That future is not inevitable, however: by boosting productivity and growth, Ireland could – like other rich nations – generate the tax revenues to fund higher pension and service costs. More investment is required, said McCarthy, particularly in skills, plant, housing and infrastructure. “There’s a need to deepen capital markets, particularly given the need to invest in climate,” he said.
The gathering storm
Meanwhile, McCarthy pointed to one more economic metric worth focusing on. The “US yield curve has been inverted,” he explained, meaning that it’s currently cheaper to borrow for a longer period than a shorter one. This typically happens when investors, fearing a recession, flock to buy 10-year US Treasury bonds. “Since the mid-1970s, every time the yield curve has inverted, it’s been followed about nine months later by a recession in the US,” he said. “That hasn’t happened yet: the curve inverted in July 2022 and has been inverted ever since.”

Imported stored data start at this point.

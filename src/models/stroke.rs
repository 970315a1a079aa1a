// Copyright (c) 2025, Jason Jenkins
// SPDX-License-Identifier: BSD-3-Clause

//! Freehand ink/erase raster layer.
//!
//! The layer is a single-channel mask aligned 1:1 with the viewport. Each
//! pixel is untouched, inked, or erased. Ink becomes opaque black when the
//! session is composed; erased pixels become fully transparent, cutting
//! through everything underneath (captions and media included).

use super::geometry::Point;
use image::{GrayImage, Luma};

/// Mask value for pixels never touched by a stroke.
pub const UNTOUCHED: u8 = 0;
/// Mask value for inked pixels.
pub const INK: u8 = 1;
/// Mask value for erased pixels.
pub const ERASED: u8 = 2;

/// Which effect pointer drags have on the stroke layer.
#[derive(Debug, Clone, Copy, PartialEq, Eq, Default)]
pub enum DrawMode {
    #[default]
    Idle,
    Ink,
    Erase,
}

impl DrawMode {
    fn mask_value(self) -> Option<u8> {
        match self {
            DrawMode::Idle => None,
            DrawMode::Ink => Some(INK),
            DrawMode::Erase => Some(ERASED),
        }
    }
}

/// A stroke in progress.
#[derive(Debug, Clone, Copy, PartialEq)]
struct ActiveStroke {
    last: Point,
    value: u8,
}

/// Viewport-sized stroke mask.
#[derive(Debug, Clone, PartialEq)]
pub struct StrokeLayer {
    mask: GrayImage,
    stroke_width: u32,
    active: Option<ActiveStroke>,
}

impl StrokeLayer {
    pub fn new(width: u32, height: u32, stroke_width: u32) -> Self {
        Self {
            mask: GrayImage::new(width, height),
            stroke_width: stroke_width.max(1),
            active: None,
        }
    }

    pub fn width(&self) -> u32 {
        self.mask.width()
    }

    pub fn height(&self) -> u32 {
        self.mask.height()
    }

    pub fn mask(&self) -> &GrayImage {
        &self.mask
    }

    /// Mask value at a pixel; out-of-range reads as untouched.
    pub fn value_at(&self, x: u32, y: u32) -> u8 {
        self.mask
            .get_pixel_checked(x, y)
            .map(|p| p.0[0])
            .unwrap_or(UNTOUCHED)
    }

    pub fn is_stroking(&self) -> bool {
        self.active.is_some()
    }

    /// Whether anything has ever been drawn or erased.
    pub fn is_blank(&self) -> bool {
        self.mask.pixels().all(|p| p.0[0] == UNTOUCHED)
    }

    /// Start a new path at `point`. `Idle` never starts a stroke.
    ///
    /// Like a canvas `moveTo`, starting a path paints nothing by itself;
    /// pixels change once the path is extended.
    pub fn begin_stroke(&mut self, point: Point, mode: DrawMode) {
        self.active = mode
            .mask_value()
            .map(|value| ActiveStroke { last: point, value });
    }

    /// Draw a round-capped segment from the last point to `point`.
    pub fn extend_stroke(&mut self, point: Point) {
        let Some(stroke) = self.active else {
            return;
        };
        self.stamp_segment(stroke.last, point, stroke.value);
        self.active = Some(ActiveStroke {
            last: point,
            ..stroke
        });
    }

    pub fn end_stroke(&mut self) {
        self.active = None;
    }

    /// Wipe every stroke.
    pub fn clear(&mut self) {
        self.active = None;
        for pixel in self.mask.pixels_mut() {
            *pixel = Luma([UNTOUCHED]);
        }
    }

    /// Paint the round-capped capsule of pen width around the segment.
    ///
    /// A pixel is covered when its center lies within half the pen width of
    /// the segment. Endpoints snap to pixel centers for odd widths and to
    /// pixel corners for even widths, so a straight stroke is exactly
    /// `stroke_width` pixels across.
    fn stamp_segment(&mut self, from: Point, to: Point, value: u8) {
        if ![from.x, from.y, to.x, to.y].iter().all(|v| v.is_finite()) {
            return;
        }
        let from = self.snap(from);
        let to = self.snap(to);
        let half = self.stroke_width as f32 / 2.0;
        let (width, height) = self.mask.dimensions();

        let min_x = (from.x.min(to.x) - half).floor().max(0.0) as u32;
        let max_x = (from.x.max(to.x) + half).ceil().min(width as f32) as u32;
        let min_y = (from.y.min(to.y) - half).floor().max(0.0) as u32;
        let max_y = (from.y.max(to.y) + half).ceil().min(height as f32) as u32;

        for y in min_y..max_y {
            for x in min_x..max_x {
                let center = Point::new(x as f32 + 0.5, y as f32 + 0.5);
                if distance_to_segment(center, from, to) <= half {
                    self.mask.put_pixel(x, y, Luma([value]));
                }
            }
        }
    }

    fn snap(&self, point: Point) -> Point {
        let snap = |v: f32| {
            if self.stroke_width % 2 == 1 {
                v.floor() + 0.5
            } else {
                v.round()
            }
        };
        Point::new(snap(point.x), snap(point.y))
    }
}

fn distance_to_segment(p: Point, a: Point, b: Point) -> f32 {
    let (dx, dy) = (b.x - a.x, b.y - a.y);
    let len2 = dx * dx + dy * dy;
    let t = if len2 == 0.0 {
        0.0
    } else {
        (((p.x - a.x) * dx + (p.y - a.y) * dy) / len2).clamp(0.0, 1.0)
    };
    p.distance(&Point::new(a.x + dx * t, a.y + dy * t))
}

#[cfg(test)]
mod tests {
    use super::*;

    fn layer() -> StrokeLayer {
        StrokeLayer::new(100, 80, 4)
    }

    fn pixels_with(layer: &StrokeLayer, value: u8) -> Vec<(u32, u32)> {
        layer
            .mask()
            .enumerate_pixels()
            .filter(|(_, _, p)| p.0[0] == value)
            .map(|(x, y, _)| (x, y))
            .collect()
    }

    #[test]
    fn test_ink_stroke_paints_segment() {
        let mut layer = layer();
        layer.begin_stroke(Point::new(10.0, 10.0), DrawMode::Ink);
        assert!(layer.is_blank());
        layer.extend_stroke(Point::new(50.0, 10.0));
        layer.end_stroke();

        assert_eq!(layer.value_at(10, 10), INK);
        assert_eq!(layer.value_at(30, 10), INK);
        assert_eq!(layer.value_at(50, 10), INK);
        assert_eq!(layer.value_at(30, 8), INK);
        assert_eq!(layer.value_at(30, 11), INK);
        assert_eq!(layer.value_at(30, 12), UNTOUCHED);
        assert_eq!(layer.value_at(30, 20), UNTOUCHED);
        assert_eq!(layer.value_at(60, 10), UNTOUCHED);
    }

    #[test]
    fn test_extend_and_end_without_begin_are_noops() {
        let mut layer = layer();
        layer.extend_stroke(Point::new(5.0, 5.0));
        layer.end_stroke();
        layer.extend_stroke(Point::new(20.0, 20.0));
        assert!(layer.is_blank());
        assert!(!layer.is_stroking());
    }

    #[test]
    fn test_extend_after_end_is_noop() {
        let mut layer = layer();
        layer.begin_stroke(Point::new(10.0, 10.0), DrawMode::Ink);
        layer.extend_stroke(Point::new(20.0, 10.0));
        layer.end_stroke();
        let before = layer.clone();
        layer.extend_stroke(Point::new(70.0, 70.0));
        assert_eq!(layer, before);
    }

    #[test]
    fn test_idle_mode_never_draws() {
        let mut layer = layer();
        layer.begin_stroke(Point::new(10.0, 10.0), DrawMode::Idle);
        layer.extend_stroke(Point::new(40.0, 40.0));
        assert!(layer.is_blank());
    }

    #[test]
    fn test_ink_only_adds_pixels() {
        let mut layer = layer();
        layer.begin_stroke(Point::new(5.0, 40.0), DrawMode::Ink);
        layer.extend_stroke(Point::new(95.0, 40.0));
        layer.end_stroke();
        let before = pixels_with(&layer, INK);

        let paths = [
            [(10.0, 0.0), (10.0, 79.0)],
            [(0.0, 0.0), (99.0, 79.0)],
            [(50.0, 40.0), (51.0, 41.0)],
        ];
        for [(x0, y0), (x1, y1)] in paths {
            layer.begin_stroke(Point::new(x0, y0), DrawMode::Ink);
            layer.extend_stroke(Point::new(x1, y1));
            layer.end_stroke();
            let after = pixels_with(&layer, INK);
            assert!(before.iter().all(|p| after.contains(p)));
            assert!(after.len() >= before.len());
        }
    }

    #[test]
    fn test_erase_overrides_ink_and_ink_overrides_erase() {
        let mut layer = layer();
        layer.begin_stroke(Point::new(10.0, 30.0), DrawMode::Ink);
        layer.extend_stroke(Point::new(90.0, 30.0));
        layer.end_stroke();

        layer.begin_stroke(Point::new(50.0, 10.0), DrawMode::Erase);
        layer.extend_stroke(Point::new(50.0, 60.0));
        layer.end_stroke();
        assert_eq!(layer.value_at(50, 30), ERASED);
        assert_eq!(layer.value_at(20, 30), INK);

        layer.begin_stroke(Point::new(45.0, 30.0), DrawMode::Ink);
        layer.extend_stroke(Point::new(55.0, 30.0));
        assert_eq!(layer.value_at(50, 30), INK);
    }

    #[test]
    fn test_points_outside_viewport_are_clipped() {
        let mut layer = layer();
        layer.begin_stroke(Point::new(-50.0, -50.0), DrawMode::Ink);
        layer.extend_stroke(Point::new(500.0, 500.0));
        layer.end_stroke();
        assert_eq!(layer.value_at(40, 40), INK);
        assert_eq!(layer.width(), 100);
        assert_eq!(layer.height(), 80);
    }

    #[test]
    fn test_clear_wipes_everything() {
        let mut layer = layer();
        layer.begin_stroke(Point::new(10.0, 10.0), DrawMode::Erase);
        layer.extend_stroke(Point::new(30.0, 30.0));
        layer.clear();
        assert!(layer.is_blank());
        assert!(!layer.is_stroking());
    }

    fn thickness_at_column(layer: &StrokeLayer, x: u32) -> usize {
        (0..layer.height())
            .filter(|&y| layer.value_at(x, y) != UNTOUCHED)
            .count()
    }

    #[test]
    fn test_stroke_cross_section_matches_width() {
        for width in 1..=8 {
            for y in [20.0, 20.3, 20.5, 20.8] {
                let mut layer = StrokeLayer::new(100, 80, width);
                layer.begin_stroke(Point::new(10.0, y), DrawMode::Ink);
                layer.extend_stroke(Point::new(90.0, y));
                layer.end_stroke();
                assert_eq!(
                    thickness_at_column(&layer, 50),
                    width as usize,
                    "width {width} at y {y}"
                );
            }
        }
    }

    #[test]
    fn test_vertical_stroke_cross_section_matches_width() {
        let mut layer = layer();
        layer.begin_stroke(Point::new(30.0, 5.0), DrawMode::Erase);
        layer.extend_stroke(Point::new(30.0, 70.0));
        let row: Vec<u32> = (0..layer.width())
            .filter(|&x| layer.value_at(x, 40) == ERASED)
            .collect();
        assert_eq!(row, vec![28, 29, 30, 31]);
    }
}
// Copyright (c) 2025, Jason Jenkins
// SPDX-License-Identifier: BSD-3-Clause

//! Toolbar and drawing mode selection UI.
//!
//! This module provides the toolbar above the preview for rotating the
//! media and switching between moving captions, drawing and erasing.

use crate::models::session::SessionEvent;
use crate::models::stroke::DrawMode;

/// Display the toolbar. Returns the event for the clicked button, if any.
pub fn show(ui: &mut egui::Ui, mode: DrawMode, has_media: bool) -> Option<SessionEvent> {
    let mut event = None;
    ui.horizontal(|ui| {
        ui.spacing_mut().item_spacing.x = 8.0;

        if ui
            .add_enabled(has_media, egui::Button::new("⟳ Rotate"))
            .clicked()
        {
            event = Some(SessionEvent::Rotate);
        }

        ui.separator();

        ui.label("Tools:");

        if ui.selectable_label(mode == DrawMode::Idle, "✥ Move").clicked() {
            event = Some(SessionEvent::SetMode(DrawMode::Idle));
        }

        if ui.selectable_label(mode == DrawMode::Ink, "✏ Draw").clicked() {
            event = Some(SessionEvent::SetMode(DrawMode::Ink));
        }

        if ui.selectable_label(mode == DrawMode::Erase, "⌫ Erase").clicked() {
            event = Some(SessionEvent::SetMode(DrawMode::Erase));
        }

        ui.separator();

        let tool_text = match mode {
            DrawMode::Idle => "Drag captions to move them, drag the corner handle to resize",
            DrawMode::Ink => "Drag on the preview to draw",
            DrawMode::Erase => "Drag on the preview to erase to transparency",
        };

        ui.label(egui::RichText::new(tool_text).italics().weak());
    });
    event
}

However, he added: “There’s only been one period in which the yield curve in the US has been inverted for a longer period of time. That was the couple of years leading up to 1929, and we all know what happened after that.”
He said that the signalling may be affected by measures such as quantitative easing “but I think it’s something that needs to be watched”.
The invitation-only Global Government Finance Summit is a private event, providing a safe space at which the civil servants leading finance departments and national treasuries can debate the challenges they face in common. We publish these reports to share some of their thinking with our readers: note that, to ensure that participants feel able to speak freely, we give all those quoted the right to review their comments before publication.
The 2024 Meeting, supported by knowledge partner Mastercard, will be covered in five reports, covering the various sessions:
– John McCarthy, chief economist of Ireland’s Department of Finance, analyses the structural challenges facing advanced economies
– How finance ministries can use artificial intelligence
– Making tax less taxing: using technology to improve assessment and collection
– How to improve public sector productivity
– Using ‘just in time’ insight in government finance and service delivery
For information on the next Global Government Finance Summit, which will be held in June 2025, visit our dedicated website.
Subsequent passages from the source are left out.